Field of the Invention

[0001] The present invention relates to a spinning machine including a yarn slack eliminating device.

Background of the Invention

[0002] With a conventional high-speed spinning machine such as a pneumatic spinning machine which winds a spun yarn to form a package, when carrying out a yarn splicing operation to splice the spun yarn and a yarn at the package side, or when carrying out a doffing operation to attach the spun yarn to an empty bobbin, a winding operation at the package side is stopped. However, even with the winding stopped, the yarn is continuously fed from a spinning device. Thus, the yarn needs to be prevented from being slackened or detained.

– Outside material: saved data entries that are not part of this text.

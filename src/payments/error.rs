use thiserror::Error;

pub type PaymentResult<T> = std::result::Result<T, PaymentError>;

#[derive(Debug, Error)]
pub enum PaymentError {
    #[error("http error: {0}")]
    HttpError(#[from] reqwest::Error),
    #[error("provider rejected the request ({status}): {message}")]
    ProviderError { status: u16, message: String },
    #[error("signature header is malformed")]
    SignatureHeaderMalformed,
    #[error("signature does not match the payload")]
    SignatureMismatch,
    #[error("signature timestamp {timestamp} is outside the tolerance window")]
    SignatureExpired { timestamp: i64 },
    #[error("payload error: {0}")]
    PayloadError(#[from] serde_json::Error),
    #[error("checkout session `{session_id}` has invalid metadata: {reason}")]
    InvalidMetadata { session_id: String, reason: String },
    #[error("checkout session `{session_id}` references an unknown item {item_id}")]
    UnknownItem { session_id: String, item_id: uuid::Uuid },
    #[error("database error: {0}")]
    DatabaseError(#[from] crate::model::DatabaseError),
}

impl PaymentError {
    /// Errors caused by what the caller sent rather than by this server.
    pub fn is_rejected_payload(&self) -> bool {
        matches!(
            self,
            Self::SignatureHeaderMalformed
                | Self::SignatureMismatch
                | Self::SignatureExpired { .. }
                | Self::PayloadError(_)
                | Self::InvalidMetadata { .. }
                | Self::UnknownItem { .. }
        )
    }
}
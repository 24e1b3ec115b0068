use crate::model::repo::ResourceTyped;
use crate::model::{ModelManager, error::DatabaseResult, repo::CrudRepository};
use crate::web::AuthenticatedUser;
use async_trait::async_trait;
use serde::{Deserialize, Serialize};
use sqlx::prelude::FromRow;
use uuid::Uuid;

#[derive(Debug, Clone, Serialize, Deserialize, FromRow, utoipa::ToSchema)]
pub struct Quiz {
    id: Uuid,
    lesson_id: Uuid,
    title: String,
    /// Minimal score, in percent, an attempt needs to pass.
    passing_score: i32,
}

#[derive(Debug)]
pub struct QuizCreate {
    pub lesson_id: Uuid,
    pub title: String,
    pub passing_score: i32,
}

impl ResourceTyped for Quiz {
    fn get_resource_type() -> crate::model::ResourceType {
        crate::model::ResourceType::Quiz
    }
}

impl Quiz {
    pub fn id(&self) -> Uuid {
        self.id
    }

    pub fn lesson_id(&self) -> Uuid {
        self.lesson_id
    }

    pub fn title(&self) -> &str {
        &self.title
    }

    pub fn passing_score(&self) -> i32 {
        self.passing_score
    }
}

#[async_trait]
impl CrudRepository<QuizCreate> for Quiz {
    async fn create(
        mm: &ModelManager,
        _actor: &AuthenticatedUser,
        data: QuizCreate,
    ) -> DatabaseResult<Self> {
        let quiz = sqlx::query_as(
            "INSERT INTO quizzes (id, lesson_id, title, passing_score) VALUES ($1,$2,$3,$4) RETURNING *",
        )
        .bind(Uuid::new_v4())
        .bind(data.lesson_id)
        .bind(&data.title)
        .bind(data.passing_score)
        .fetch_one(mm.executor())
        .await?;

        Ok(quiz)
    }

    async fn update(
        mut self,
        mm: &ModelManager,
        _actor: &AuthenticatedUser,
        data: QuizCreate,
    ) -> DatabaseResult<Self> {
        sqlx::query("UPDATE quizzes SET lesson_id = $1, title = $2, passing_score = $3 WHERE id = $4")
            .bind(data.lesson_id)
            .bind(&data.title)
            .bind(data.passing_score)
            .bind(self.id)
            .execute(mm.executor())
            .await?;

        self.lesson_id = data.lesson_id;
        self.title = data.title;
        self.passing_score = data.passing_score;
        Ok(self)
    }

    async fn delete(self, mm: &ModelManager, _actor: &AuthenticatedUser) -> DatabaseResult<()> {
        sqlx::query("DELETE FROM quizzes WHERE id = $1")
            .bind(self.id)
            .execute(mm.executor())
            .await?;
        Ok(())
    }

    async fn find_by_id(
        mm: &ModelManager,
        _actor: &AuthenticatedUser,
        id: Uuid,
    ) -> DatabaseResult<Option<Self>> {
        let result = sqlx::query_as("SELECT * FROM quizzes WHERE id = $1")
            .bind(id)
            .fetch_optional(mm.executor())
            .await?;
        Ok(result)
    }

    async fn list(
        mm: &ModelManager,
        _actor: &AuthenticatedUser,
        limit: i64,
        offset: i64,
    ) -> DatabaseResult<Vec<Self>> {
        let result = sqlx::query_as("SELECT * FROM quizzes ORDER BY title LIMIT $1 OFFSET $2")
            .bind(limit)
            .bind(offset)
            .fetch_all(mm.executor())
            .await?;
        Ok(result)
    }

    async fn count(mm: &ModelManager, _actor: &AuthenticatedUser) -> DatabaseResult<i64> {
        let result: i64 = sqlx::query_scalar("SELECT COUNT(*) FROM quizzes")
            .fetch_one(mm.executor())
            .await?;

        Ok(result)
    }
}

impl Quiz {
    pub async fn find_by_lesson(
        mm: &ModelManager,
        _actor: &AuthenticatedUser,
        lesson_id: Uuid,
    ) -> DatabaseResult<Option<Self>> {
        let result = sqlx::query_as("SELECT * FROM quizzes WHERE lesson_id = $1")
            .bind(lesson_id)
            .fetch_optional(mm.executor())
            .await?;
        Ok(result)
    }
}
use serde::Deserialize;

static CONFIG: OnceCell<Config> = OnceCell::const_new();

mod config_dir;
pub use config_dir::{CONFIG_ENV, find_config_file, read_config, read_config_from};

mod error;
pub use error::{ConfigError, ConfigResult};
use tokio::sync::OnceCell;

#[derive(Debug, Deserialize)]
pub struct Config {
    host: Host,
    app: App,
    payments: Payments,
}

#[derive(Debug, Deserialize)]
pub struct Host {
    bindto: String,
}

#[derive(Debug, Deserialize)]
pub struct App {
    jwt: String,
    database_uri: String,
    #[serde(default)]
    docs: bool,
    /// Account registered with this email is granted the admin role.
    admin_email: String,
    impersonation_secret: String,
    /// Frontend origin used to build checkout redirect URLs.
    public_url: String,
    #[serde(default = "default_uploads_dir")]
    uploads_dir: String,
}

#[derive(Debug, Deserialize)]
pub struct Payments {
    secret_key: String,
    webhook_secret: String,
    #[serde(default = "default_api_base")]
    api_base: String,
    #[serde(default = "default_currency")]
    currency: String,
    #[serde(default = "default_webhook_tolerance")]
    webhook_tolerance_secs: i64,
}

fn default_uploads_dir() -> String {
    String::from("uploads")
}

fn default_api_base() -> String {
    String::from("https://api.stripe.com")
}

fn default_currency() -> String {
    String::from("usd")
}

fn default_webhook_tolerance() -> i64 {
    300
}

impl Config {
    #[tracing::instrument]
    pub async fn get_or_init(use_local: bool) -> &'static Config {
        CONFIG
            .get_or_init(|| async {
                let read_cfg = |use_local| -> ConfigResult<Self> {
                    let bytes = read_config(use_local)?;
                    let config: Self = toml::from_slice(&bytes)?;
                    config.validate()?;
                    Ok(config)
                };

                match read_cfg(use_local) {
                    Ok(c) => c,
                    Err(e) => {
                        if !matches!(e, error::ConfigError::ConfigNotFound) {
                            crate::error::log_error(&e);
                        }
                        tracing::error!("Unable to load config.");
                        std::process::exit(1);
                    }
                }
            })
            .await
    }

    pub fn from_toml(src: &str) -> ConfigResult<Self> {
        let config: Self = toml::from_str(src)?;
        config.validate()?;
        Ok(config)
    }

    /// Secrets must be set, and URLs must be absolute so redirects and API
    /// calls can be built from them.
    fn validate(&self) -> ConfigResult<()> {
        let required = [
            ("app.jwt", self.app.jwt.as_str()),
            ("app.impersonation_secret", self.app.impersonation_secret.as_str()),
            ("payments.webhook_secret", self.payments.webhook_secret.as_str()),
        ];
        for (key, value) in required {
            if value.trim().is_empty() {
                return Err(ConfigError::InvalidValue {
                    key,
                    reason: "must not be empty",
                });
            }
        }

        let urls = [
            ("app.public_url", self.app.public_url.as_str()),
            ("payments.api_base", self.payments.api_base.as_str()),
        ];
        for (key, value) in urls {
            if !(value.starts_with("http://") || value.starts_with("https://")) {
                return Err(ConfigError::InvalidValue {
                    key,
                    reason: "must be an http(s) URL",
                });
            }
        }

        if self.payments.webhook_tolerance_secs <= 0 {
            return Err(ConfigError::InvalidValue {
                key: "payments.webhook_tolerance_secs",
                reason: "must be positive",
            });
        }
        Ok(())
    }

    #[inline]
    pub fn host(&self) -> &Host {
        &self.host
    }

    #[inline]
    pub fn app(&self) -> &App {
        &self.app
    }

    #[inline]
    pub fn payments(&self) -> &Payments {
        &self.payments
    }
}

impl Host {
    #[inline]
    pub fn bindto(&self) -> &str {
        &self.bindto
    }
}

impl App {
    #[inline]
    pub fn jwt(&self) -> &str {
        &self.jwt
    }

    #[inline]
    pub fn database_uri(&self) -> &str {
        &self.database_uri
    }

    #[inline]
    pub fn docs(&self) -> bool {
        self.docs
    }

    #[inline]
    pub fn admin_email(&self) -> &str {
        &self.admin_email
    }

    #[inline]
    pub fn impersonation_secret(&self) -> &str {
        &self.impersonation_secret
    }

    #[inline]
    pub fn public_url(&self) -> &str {
        self.public_url.trim_end_matches('/')
    }

    #[inline]
    pub fn uploads_dir(&self) -> &str {
        &self.uploads_dir
    }

    pub fn is_admin_email(&self, email: &str) -> bool {
        self.admin_email.trim().eq_ignore_ascii_case(email.trim())
    }
}

impl Payments {
    #[inline]
    pub fn secret_key(&self) -> &str {
        &self.secret_key
    }

    #[inline]
    pub fn webhook_secret(&self) -> &str {
        &self.webhook_secret
    }

    #[inline]
    pub fn api_base(&self) -> &str {
        self.api_base.trim_end_matches('/')
    }

    #[inline]
    pub fn currency(&self) -> &str {
        &self.currency
    }

    #[inline]
    pub fn webhook_tolerance_secs(&self) -> i64 {
        self.webhook_tolerance_secs
    }
}

#[cfg(test)]
mod test {
    use super::*;

    #[tokio::test]
    async fn config_test() {
        let config = Config::get_or_init(true).await;
        assert_eq!(config.host().bindto(), "127.0.0.1:5000"); // defaults
    }

    #[test]
    fn config_defaults_test() {
        let config = Config::from_toml(
            r#"
            [host]
            bindto = "0.0.0.0:8080"

            [app]
            jwt = "secret"
            database_uri = "postgres://localhost/db"
            admin_email = "Owner@Example.com"
            impersonation_secret = "imp"
            public_url = "https://shop.example.com/"

            [payments]
            secret_key = "sk"
            webhook_secret = "whsec"
            "#,
        )
        .unwrap();

        assert!(!config.app().docs());
        assert_eq!(config.app().uploads_dir(), "uploads");
        assert_eq!(config.app().public_url(), "https://shop.example.com");
        assert!(config.app().is_admin_email(" owner@example.com"));
        assert!(!config.app().is_admin_email("someone@example.com"));
        assert_eq!(config.payments().api_base(), "https://api.stripe.com");
        assert_eq!(config.payments().currency(), "usd");
        assert_eq!(config.payments().webhook_tolerance_secs(), 300);
    }

    #[test]
    fn config_missing_section_test() {
        let result = Config::from_toml("[host]\nbindto = \"127.0.0.1:1\"\n");
        assert!(matches!(result, Err(ConfigError::TomlDeError(_))));
    }

    #[test]
    fn config_rejects_invalid_values_test() {
        let src = |jwt: &str, public_url: &str| {
            format!(
                r#"
                [host]
                bindto = "127.0.0.1:1"

                [app]
                jwt = "{jwt}"
                database_uri = "postgres://localhost/db"
                admin_email = "owner@example.com"
                impersonation_secret = "imp"
                public_url = "{public_url}"

                [payments]
                secret_key = "sk"
                webhook_secret = "whsec"
                "#
            )
        };

        let result = Config::from_toml(&src("  ", "https://shop.example.com"));
        assert!(matches!(
            result,
            Err(ConfigError::InvalidValue { key: "app.jwt", .. })
        ));

        let result = Config::from_toml(&src("secret", "shop.example.com"));
        assert!(matches!(
            result,
            Err(ConfigError::InvalidValue { key: "app.public_url", .. })
        ));

        assert!(Config::from_toml(&src("secret", "http://localhost:3000")).is_ok());
    }
}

[0003] In view of this, the Unexamined Japanese Patent Application Publication (Tokkai) No. 2006-306588 discloses a yarn slack eliminating device including a yarn slack eliminating roller rotationally driven by an electric motor and a yarn hooking member that is rotatable relative to the yarn slack eliminating roller. The yarn slack eliminating device uses a magnetic means to apply a relative rotation torque to the yarn hooking member. The yarn slack eliminating device is thus excellent in following a variation in yarn tension. The yarn slack eliminating device configured as described above can also be allowed to function as a kind of tension control device inhibiting a variation in yarn tension.

[0004] When forming a cone winding package by a spinning machine, the tension is likely to vary depending on a traverse position. Thus, the yarn slack eliminating device is effective for controlling the tension. However, for a cheese winding package, since the tension variation depending on the traverse position is insignificant, the necessity of the tension control is small. It is thus sufficient to be able to prevent the yarn from being detained.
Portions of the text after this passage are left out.